The search for genenotype/phenotype associations and the phenome scan

All the approaches to the search for genotype/phenotype associations have their share of problems. Comparing the genome scan and candidate gene approaches, the former makes fewer assumptions at the genetic level or about mechanism but has greater statistical difficulties while the latter partially solves the statistical problem but makes more assumptions at both genetic and mechanistic levels. Among current difficulties is a lack of information about the nature of gene variant/phenotype associations: the frequency with which different classes of gene or sequence are involved; the type of genetic variation most commonly involved; the appropriate genetic models to apply to analysis. The overarching problem is that of multiple testing, one solution to which is to integrate genetic information to create a smaller number of compound variables. At the other end of the scale, decisions about the level of complexity at which to pitch the identification of phenotypes also affect the multiple testing problem: whether to pitch them at the level of disease outcomes, or at any of the multiple levels of intermediate phenotypes or traits.
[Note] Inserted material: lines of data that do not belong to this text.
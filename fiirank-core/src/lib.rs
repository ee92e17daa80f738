//! fiirank core: turn the fundsexplorer ranking page into a ranked, filtered
//! list of Brazilian real-estate funds.
//!
//! Pipeline stages, each usable on its own:
//! - `data`: fetch the page markup (live, from disk, or fixed)
//! - `markup`: locate the ranking table and read its cells
//! - `extract` / `parse`: turn one row of cells into a `FundRecord`
//! - `sector`: canonicalize sector labels and drop excluded categories
//! - `table`: assemble the dataset from all rows
//! - `rank`: 2-in-1 ranking (valuation rank + yield rank)
//! - `filter`: user thresholds and sector allow-list

pub mod data;
pub mod domain;
pub mod extract;
pub mod filter;
pub mod markup;
pub mod parse;
pub mod rank;
pub mod sector;
pub mod table;

pub use data::{FetchError, MarkupFetcher};
pub use domain::{FundRecord, RankedFund};
pub use filter::FilterCriteria;
pub use rank::rank_two_in_one;
pub use sector::SectorTable;
pub use table::{build_dataset, build_dataset_with_stats, BuildOutcome, BuildStats};

/// Parse page markup into the dataset, using the given table selectors.
pub fn dataset_from_markup(
    markup_text: &str,
    selectors: &markup::TableSelectors,
    sectors: &SectorTable,
) -> Result<BuildOutcome, markup::MarkupError> {
    let rows = markup::parse_rows(markup_text, selectors)?;
    Ok(build_dataset_with_stats(&rows, sectors))
}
The third issue is how best to deal with gene/gene or gene/environment interactions, or whether to ignore them. Only as more genotype/phenotype associations emerge, by whatever means, will the numbers of results allow these questions to be answered. We describe here a new approach to genotype/phenotype association studies, the phenome scan, in which dense phenotypic information in human cohorts is scanned for associations with individual genetic variants. We believe that this approach can generate data that will be useful in answering generic questions about genotype/phenotype associations as well as in discovering novel ones.